WHAT YOU SHOULD DO:
Wherever the line with "if let Some(bonus)" sits in the listing below, transcribe from it up to and including the line with "use std::future::Future;", exactly, and leave the remaining lines out.

THE RECORDS:
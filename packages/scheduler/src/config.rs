use danci_srs::EngineTuning;

#[derive(Debug, Clone)]
pub struct SchedulerConfig {
    pub log_level: String,
    /// Daily log files go here when `ENABLE_FILE_LOGS` is `true` or `1`
    pub log_dir: Option<String>,
    /// Seeds the fuzz RNG; entropy when absent
    pub rng_seed: Option<u64>,
    pub tuning: EngineTuning,
}

impl SchedulerConfig {
    pub fn from_env() -> Self {
        Self::from_lookup(|key| std::env::var(key).ok())
    }

    pub fn from_lookup<F>(lookup: F) -> Self
    where
        F: Fn(&str) -> Option<String>,
    {
        let parse_f64 = |key: &str| {
            lookup(key)
                .and_then(|value| value.trim().parse::<f64>().ok())
                .filter(|value| value.is_finite() && *value >= 0.0)
        };

        let log_level = lookup("RUST_LOG").unwrap_or_else(|| "info".to_string());

        let log_dir = lookup("ENABLE_FILE_LOGS")
            .filter(|v| v == "true" || v == "1")
            .map(|_| lookup("LOG_DIR").unwrap_or_else(|| "./logs".to_string()));

        let rng_seed = lookup("SRS_RNG_SEED").and_then(|value| value.trim().parse::<u64>().ok());

        let mut tuning = EngineTuning::default();
        if let Some(bonus) = parse_f64("SRS_CLASSIC_LATENESS_BONUS") {
            tuning.classic.lateness_bonus = bonus;
        }
        // fuzz_range is indexed by rating ordinal; a fail schedules one day so
        // its slot follows the hard override
        if let Some(range) = parse_f64("SRS_FSRS_FUZZ_HARD") {
            tuning.fsrs.fuzz_range[0] = range;
            tuning.fsrs.fuzz_range[1] = range;
        }
        if let Some(range) = parse_f64("SRS_FSRS_FUZZ_GOOD") {
            tuning.fsrs.fuzz_range[2] = range;
        }
        if let Some(range) = parse_f64("SRS_FSRS_FUZZ_EASY") {
            tuning.fsrs.fuzz_range[3] = range;
        }

        Self {
            log_level,
            log_dir,
            rng_seed,
            tuning,
        }
    }
}

impl Default for SchedulerConfig {
    fn default() -> Self {
        Self::from_lookup(|_| None)
    }
}
//! Collaborator interfaces consumed by the scheduler service.
//!
//! The service never issues raw queries: it loads items, hands them to an
//! engine, and writes the resulting `SchedulerUpdate` back through these
//! traits. Read-modify-write atomicity per item is the store's concern.

use std::future::Future;

use chrono::{DateTime, Duration, Utc};
use parking_lot::Mutex;

use danci_srs::{LearnableItem, SchedulerUpdate};

use crate::error::{ConfigError, StoreError};

pub trait ItemStore: Send + Sync {
    fn get(
        &self,
        id: &str,
    ) -> impl Future<Output = Result<Option<LearnableItem>, StoreError>> + Send;

    fn update(
        &self,
        id: &str,
        update: &SchedulerUpdate,
    ) -> impl Future<Output = Result<(), StoreError>> + Send;

    /// Replace the item's state with `initial`, discarding review history
    /// and any FSRS block `initial` does not carry
    fn reset(
        &self,
        id: &str,
        initial: &SchedulerUpdate,
    ) -> impl Future<Output = Result<(), StoreError>> + Send;

    /// Due items (`next_due <= now`), earliest due first, at most `limit`
    fn query_due(
        &self,
        scope: Option<&str>,
        now: DateTime<Utc>,
        limit: usize,
    ) -> impl Future<Output = Result<Vec<LearnableItem>, StoreError>> + Send;

    fn query_all(
        &self,
        scope: Option<&str>,
    ) -> impl Future<Output = Result<Vec<LearnableItem>, StoreError>> + Send;

    fn count_due(
        &self,
        scope: Option<&str>,
        now: DateTime<Utc>,
    ) -> impl Future<Output = Result<usize, StoreError>> + Send {
        async move {
            let items = self.query_all(scope).await?;
            Ok(items.iter().filter(|item| item.is_due_at(now)).count())
        }
    }
}

pub trait ConfigStore: Send + Sync {
    /// Raw preference; `None` when unset
    fn algorithm_preference(
        &self,
    ) -> impl Future<Output = Result<Option<String>, ConfigError>> + Send;
}

pub trait Clock: Send + Sync {
    fn now(&self) -> DateTime<Utc>;
}

#[derive(Debug, Clone, Copy, Default)]
pub struct SystemClock;

impl Clock for SystemClock {
    fn now(&self) -> DateTime<Utc> {
        Utc::now()
    }
}

/// Manually advanced clock for tests and simulations
#[derive(Debug)]
pub struct FixedClock {
    now: Mutex<DateTime<Utc>>,
}

impl FixedClock {
    pub fn new(now: DateTime<Utc>) -> Self {
        Self {
            now: Mutex::new(now),
        }
    }

    pub fn set(&self, now: DateTime<Utc>) {
        *self.now.lock() = now;
    }

    pub fn advance(&self, by: Duration) {
        let mut now = self.now.lock();
        *now += by;
    }
}

impl Clock for FixedClock {
    fn now(&self) -> DateTime<Utc> {
        *self.now.lock()
    }
}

YOUR RESPONSE:
        if let Some(bonus) = parse_f64("SRS_CLASSIC_LATENESS_BONUS") {
            tuning.classic.lateness_bonus = bonus;
        }
        // fuzz_range is indexed by rating ordinal; a fail schedules one day so
        // its slot follows the hard override
        if let Some(range) = parse_f64("SRS_FSRS_FUZZ_HARD") {
            tuning.fsrs.fuzz_range[0] = range;
            tuning.fsrs.fuzz_range[1] = range;
        }
        if let Some(range) = parse_f64("SRS_FSRS_FUZZ_GOOD") {
            tuning.fsrs.fuzz_range[2] = range;
        }
        if let Some(range) = parse_f64("SRS_FSRS_FUZZ_EASY") {
            tuning.fsrs.fuzz_range[3] = range;
        }

        Self {
            log_level,
            log_dir,
            rng_seed,
            tuning,
        }
    }
}

impl Default for SchedulerConfig {
    fn default() -> Self {
        Self::from_lookup(|_| None)
    }
}
//! Collaborator interfaces consumed by the scheduler service.
//!
//! The service never issues raw queries: it loads items, hands them to an
//! engine, and writes the resulting `SchedulerUpdate` back through these
//! traits. Read-modify-write atomicity per item is the store's concern.

use std::future::Future;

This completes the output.